Provided data START
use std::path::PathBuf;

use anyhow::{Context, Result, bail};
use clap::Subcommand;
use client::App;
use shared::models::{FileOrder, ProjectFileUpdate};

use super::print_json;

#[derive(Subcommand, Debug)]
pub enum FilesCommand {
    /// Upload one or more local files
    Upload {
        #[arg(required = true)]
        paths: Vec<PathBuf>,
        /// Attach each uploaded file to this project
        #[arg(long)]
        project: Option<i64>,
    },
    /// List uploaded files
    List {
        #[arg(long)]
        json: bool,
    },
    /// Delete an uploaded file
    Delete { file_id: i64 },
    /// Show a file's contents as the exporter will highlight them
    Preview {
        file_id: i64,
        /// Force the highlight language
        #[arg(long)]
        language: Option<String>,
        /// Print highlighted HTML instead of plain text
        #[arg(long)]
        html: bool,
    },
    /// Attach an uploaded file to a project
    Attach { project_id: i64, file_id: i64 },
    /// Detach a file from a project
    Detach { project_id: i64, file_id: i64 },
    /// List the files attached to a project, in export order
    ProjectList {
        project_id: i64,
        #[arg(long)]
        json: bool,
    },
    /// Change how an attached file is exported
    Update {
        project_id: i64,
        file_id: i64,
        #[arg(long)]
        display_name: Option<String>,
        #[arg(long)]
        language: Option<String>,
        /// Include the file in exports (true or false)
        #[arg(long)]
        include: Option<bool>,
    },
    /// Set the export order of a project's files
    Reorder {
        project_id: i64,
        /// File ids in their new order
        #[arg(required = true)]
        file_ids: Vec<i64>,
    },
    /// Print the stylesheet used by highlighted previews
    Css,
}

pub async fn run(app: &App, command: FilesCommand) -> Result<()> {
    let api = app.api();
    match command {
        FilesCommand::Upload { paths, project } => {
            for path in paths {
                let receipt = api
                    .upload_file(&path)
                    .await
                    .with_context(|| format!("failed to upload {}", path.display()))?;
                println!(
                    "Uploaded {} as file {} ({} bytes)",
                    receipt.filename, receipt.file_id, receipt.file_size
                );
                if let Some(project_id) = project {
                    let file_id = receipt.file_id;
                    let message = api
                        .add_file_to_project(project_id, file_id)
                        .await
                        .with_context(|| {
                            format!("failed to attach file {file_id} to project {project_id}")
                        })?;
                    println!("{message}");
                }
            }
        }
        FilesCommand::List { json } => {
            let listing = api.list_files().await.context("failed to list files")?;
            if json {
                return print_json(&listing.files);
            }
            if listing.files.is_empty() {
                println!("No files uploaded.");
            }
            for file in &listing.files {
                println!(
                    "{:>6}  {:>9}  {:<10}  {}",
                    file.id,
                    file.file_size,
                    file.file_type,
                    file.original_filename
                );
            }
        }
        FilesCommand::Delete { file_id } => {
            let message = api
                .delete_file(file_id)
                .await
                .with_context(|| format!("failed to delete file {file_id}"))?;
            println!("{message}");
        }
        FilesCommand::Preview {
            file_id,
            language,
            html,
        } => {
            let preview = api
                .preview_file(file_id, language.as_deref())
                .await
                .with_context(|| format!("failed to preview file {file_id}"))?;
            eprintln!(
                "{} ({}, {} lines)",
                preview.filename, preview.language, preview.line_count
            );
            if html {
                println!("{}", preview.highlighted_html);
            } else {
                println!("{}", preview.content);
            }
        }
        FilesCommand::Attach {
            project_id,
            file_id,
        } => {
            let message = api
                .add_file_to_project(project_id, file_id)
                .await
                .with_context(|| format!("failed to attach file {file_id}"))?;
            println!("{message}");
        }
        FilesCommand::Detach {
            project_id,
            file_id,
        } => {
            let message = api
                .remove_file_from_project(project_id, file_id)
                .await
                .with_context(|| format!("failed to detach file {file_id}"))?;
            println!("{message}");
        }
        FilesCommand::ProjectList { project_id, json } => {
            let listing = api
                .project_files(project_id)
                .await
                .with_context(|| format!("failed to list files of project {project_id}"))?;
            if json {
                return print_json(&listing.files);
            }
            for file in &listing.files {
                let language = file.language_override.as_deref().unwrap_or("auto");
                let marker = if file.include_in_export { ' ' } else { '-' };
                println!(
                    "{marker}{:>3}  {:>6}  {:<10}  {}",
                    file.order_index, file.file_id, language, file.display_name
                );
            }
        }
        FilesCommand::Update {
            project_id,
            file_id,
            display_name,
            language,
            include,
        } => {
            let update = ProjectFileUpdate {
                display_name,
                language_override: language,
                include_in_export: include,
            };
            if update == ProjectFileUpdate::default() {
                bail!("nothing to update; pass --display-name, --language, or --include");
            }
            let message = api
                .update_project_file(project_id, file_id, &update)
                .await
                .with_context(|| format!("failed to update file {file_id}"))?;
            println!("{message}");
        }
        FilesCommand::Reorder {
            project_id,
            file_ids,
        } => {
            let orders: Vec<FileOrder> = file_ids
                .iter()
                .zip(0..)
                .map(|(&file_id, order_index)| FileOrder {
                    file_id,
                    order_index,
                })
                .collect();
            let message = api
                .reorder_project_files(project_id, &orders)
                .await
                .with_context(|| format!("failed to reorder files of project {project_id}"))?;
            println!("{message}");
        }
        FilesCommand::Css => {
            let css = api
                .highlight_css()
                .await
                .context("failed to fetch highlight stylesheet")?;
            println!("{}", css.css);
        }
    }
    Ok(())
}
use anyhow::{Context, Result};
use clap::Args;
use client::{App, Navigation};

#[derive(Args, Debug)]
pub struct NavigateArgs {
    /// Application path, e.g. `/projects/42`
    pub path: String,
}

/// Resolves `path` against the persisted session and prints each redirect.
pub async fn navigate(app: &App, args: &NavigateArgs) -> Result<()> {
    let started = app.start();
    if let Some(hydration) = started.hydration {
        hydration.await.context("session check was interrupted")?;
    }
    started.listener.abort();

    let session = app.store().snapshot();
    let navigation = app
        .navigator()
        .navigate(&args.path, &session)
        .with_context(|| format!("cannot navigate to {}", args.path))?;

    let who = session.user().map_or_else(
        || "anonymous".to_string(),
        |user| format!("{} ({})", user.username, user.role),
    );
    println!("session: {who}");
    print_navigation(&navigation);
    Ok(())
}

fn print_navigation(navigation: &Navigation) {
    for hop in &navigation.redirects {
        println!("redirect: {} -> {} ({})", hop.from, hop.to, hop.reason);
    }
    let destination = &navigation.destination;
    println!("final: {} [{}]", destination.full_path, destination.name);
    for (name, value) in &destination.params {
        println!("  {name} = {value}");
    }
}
Provided data END
▸ Task statement
Return all of the above records exactly, leaving no line out.

▸ Task solution
use std::path::PathBuf;

use anyhow::{Context, Result, bail};
use clap::Subcommand;
use client::App;
use shared::models::{FileOrder, ProjectFileUpdate};

use super::print_json;

#[derive(Subcommand, Debug)]
pub enum FilesCommand {
    /// Upload one or more local files
    Upload {
        #[arg(required = true)]
        paths: Vec<PathBuf>,
        /// Attach each uploaded file to this project
        #[arg(long)]
        project: Option<i64>,
    },
    /// List uploaded files
    List {
        #[arg(long)]
        json: bool,
    },
    /// Delete an uploaded file
    Delete { file_id: i64 },
    /// Show a file's contents as the exporter will highlight them
    Preview {
        file_id: i64,
        /// Force the highlight language
        #[arg(long)]
        language: Option<String>,
        /// Print highlighted HTML instead of plain text
        #[arg(long)]
        html: bool,
    },
    /// Attach an uploaded file to a project
    Attach { project_id: i64, file_id: i64 },
    /// Detach a file from a project
    Detach { project_id: i64, file_id: i64 },
    /// List the files attached to a project, in export order
    ProjectList {
        project_id: i64,
        #[arg(long)]
        json: bool,
    },
    /// Change how an attached file is exported
    Update {
        project_id: i64,
        file_id: i64,
        #[arg(long)]
        display_name: Option<String>,
        #[arg(long)]
        language: Option<String>,
        /// Include the file in exports (true or false)
        #[arg(long)]
        include: Option<bool>,
    },
    /// Set the export order of a project's files
    Reorder {
        project_id: i64,
        /// File ids in their new order
        #[arg(required = true)]
        file_ids: Vec<i64>,
    },
    /// Print the stylesheet used by highlighted previews
    Css,
}

pub async fn run(app: &App, command: FilesCommand) -> Result<()> {
    let api = app.api();
    match command {
        FilesCommand::Upload { paths, project } => {
            for path in paths {
                let receipt = api
                    .upload_file(&path)
                    .await
                    .with_context(|| format!("failed to upload {}", path.display()))?;
                println!(
                    "Uploaded {} as file {} ({} bytes)",
                    receipt.filename, receipt.file_id, receipt.file_size
                );
                if let Some(project_id) = project {
                    let file_id = receipt.file_id;
                    let message = api
                        .add_file_to_project(project_id, file_id)
                        .await
                        .with_context(|| {
                            format!("failed to attach file {file_id} to project {project_id}")
                        })?;
                    println!("{message}");
                }
            }
        }
        FilesCommand::List { json } => {
            let listing = api.list_files().await.context("failed to list files")?;
            if json {
                return print_json(&listing.files);
            }
            if listing.files.is_empty() {
                println!("No files uploaded.");
            }
            for file in &listing.files {
                println!(
                    "{:>6}  {:>9}  {:<10}  {}",
                    file.id,
                    file.file_size,
                    file.file_type,
                    file.original_filename
                );
            }
        }
        FilesCommand::Delete { file_id } => {
            let message = api
                .delete_file(file_id)
                .await
                .with_context(|| format!("failed to delete file {file_id}"))?;
            println!("{message}");
        }
        FilesCommand::Preview {
            file_id,
            language,
            html,
        } => {
            let preview = api
                .preview_file(file_id, language.as_deref())
                .await
                .with_context(|| format!("failed to preview file {file_id}"))?;
            eprintln!(
                "{} ({}, {} lines)",
                preview.filename, preview.language, preview.line_count
            );
            if html {
                println!("{}", preview.highlighted_html);
            } else {
                println!("{}", preview.content);
            }
        }
        FilesCommand::Attach {
            project_id,
            file_id,
        } => {
            let message = api
                .add_file_to_project(project_id, file_id)
                .await
                .with_context(|| format!("failed to attach file {file_id}"))?;
            println!("{message}");
        }
        FilesCommand::Detach {
            project_id,
            file_id,
        } => {
            let message = api
                .remove_file_from_project(project_id, file_id)
                .await
                .with_context(|| format!("failed to detach file {file_id}"))?;
            println!("{message}");
        }
        FilesCommand::ProjectList { project_id, json } => {
            let listing = api
                .project_files(project_id)
                .await
                .with_context(|| format!("failed to list files of project {project_id}"))?;
            if json {
                return print_json(&listing.files);
            }
            for file in &listing.files {
                let language = file.language_override.as_deref().unwrap_or("auto");
                let marker = if file.include_in_export { ' ' } else { '-' };
                println!(
                    "{marker}{:>3}  {:>6}  {:<10}  {}",
                    file.order_index, file.file_id, language, file.display_name
                );
            }
        }
        FilesCommand::Update {
            project_id,
            file_id,
            display_name,
            language,
            include,
        } => {
            let update = ProjectFileUpdate {
                display_name,
                language_override: language,
                include_in_export: include,
            };
            if update == ProjectFileUpdate::default() {
                bail!("nothing to update; pass --display-name, --language, or --include");
            }
            let message = api
                .update_project_file(project_id, file_id, &update)
                .await
                .with_context(|| format!("failed to update file {file_id}"))?;
            println!("{message}");
        }
        FilesCommand::Reorder {
            project_id,
            file_ids,
        } => {
            let orders: Vec<FileOrder> = file_ids
                .iter()
                .zip(0..)
                .map(|(&file_id, order_index)| FileOrder {
                    file_id,
                    order_index,
                })
                .collect();
            let message = api
                .reorder_project_files(project_id, &orders)
                .await
                .with_context(|| format!("failed to reorder files of project {project_id}"))?;
            println!("{message}");
        }
        FilesCommand::Css => {
            let css = api
                .highlight_css()
                .await
                .context("failed to fetch highlight stylesheet")?;
            println!("{}", css.css);
        }
    }
    Ok(())
}
use anyhow::{Context, Result};
use clap::Args;
use client::{App, Navigation};

#[derive(Args, Debug)]
pub struct NavigateArgs {
    /// Application path, e.g. `/projects/42`
    pub path: String,
}

/// Resolves `path` against the persisted session and prints each redirect.
pub async fn navigate(app: &App, args: &NavigateArgs) -> Result<()> {
    let started = app.start();
    if let Some(hydration) = started.hydration {
        hydration.await.context("session check was interrupted")?;
    }
    started.listener.abort();

    let session = app.store().snapshot();
    let navigation = app
        .navigator()
        .navigate(&args.path, &session)
        .with_context(|| format!("cannot navigate to {}", args.path))?;

    let who = session.user().map_or_else(
        || "anonymous".to_string(),
        |user| format!("{} ({})", user.username, user.role),
    );
    println!("session: {who}");
    print_navigation(&navigation);
    Ok(())
}

fn print_navigation(navigation: &Navigation) {
    for hop in &navigation.redirects {
        println!("redirect: {} -> {} ({})", hop.from, hop.to, hop.reason);
    }
    let destination = &navigation.destination;
    println!("final: {} [{}]", destination.full_path, destination.name);
    for (name, value) in &destination.params {
        println!("  {name} = {value}");
    }
}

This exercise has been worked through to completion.